La guerra sucia, que antes se daba en las pantallas de la tele hasta que fue prohibida, ahora se ha instalado a sus anchas en las pantallas de nuestras computadoras y dispositivos sin que nadie pueda hacer algo al respecto y se ha constituído en un negocio tan grande en todo el mundo, que se irguieren fastuosas maquinarias de la desinformación y troleo, en dimensiones que ya son corporativas. Si bien antes los jefes de campaña se rompían la cabeza escribiendo o mandando a escribir sesudas editoriales contra el adversario o investigando cualquier indicio de cola de paja en el otro, ahora su trabajo es mucho más grande y pesado, si quiere lograr malear el curso de la opinión pública, esto implica crear medios para la difusión de noticias falsas o reinterpretadas, contar con una granja de trolls, que no es más que un equipo de gente dedicada a teclear ataques y bulos y además, debe montar una estructura digital en las filas de los militantes para que colaboren en el alcance y contrarresten los ataques de los demás.

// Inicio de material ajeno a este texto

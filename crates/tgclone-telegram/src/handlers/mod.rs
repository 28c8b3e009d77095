//! Telegram update handlers for the control bot.

use std::sync::Arc;

use teloxide::{prelude::*, types::Message};

use tgclone_core::{domain::UserId, security::is_authorized};

use crate::router::AppState;

mod commands;

pub async fn handle_message(bot: Bot, msg: Message, state: Arc<AppState>) -> ResponseResult<()> {
    let user_id = msg.from().map(|u| UserId(u.id.0 as i64));

    if !is_authorized(user_id, &state.cfg.telegram_allowed_users) {
        tracing::warn!(user = ?user_id.map(|u| u.0), "unauthorized control attempt");
        let _ = bot
            .send_message(
                msg.chat.id,
                "Unauthorized. Contact the bot owner for access.",
            )
            .await;
        return Ok(());
    }

    match msg.text() {
        Some(text) if text.starts_with('/') => commands::handle_command(bot, msg, state).await,
        _ => {
            let _ = bot
                .send_message(msg.chat.id, "Send /help for the list of commands.")
                .await;
            Ok(())
        }
    }
}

En este afán se hacen muchas cosas malas: usar funcionarios públicos o de empresas privadas para acelerar las estrategias digitales de un candidato, subir artificialmente las reacciones positivas de ciertas publicaciones y utilizar estas redes en las que muchas veces sus miembros participan de forma forzada, para viralizar todo tipo de fakes.
El domingo comienzan las campañas y en estas particulares circunstancias, no me queda más que prevenirlos de que lo que se nos viene en las calles y las redes, será la madre de las guerras sucias y veremos muchas más mentiras que verdades, así como un incremento masivo del odio.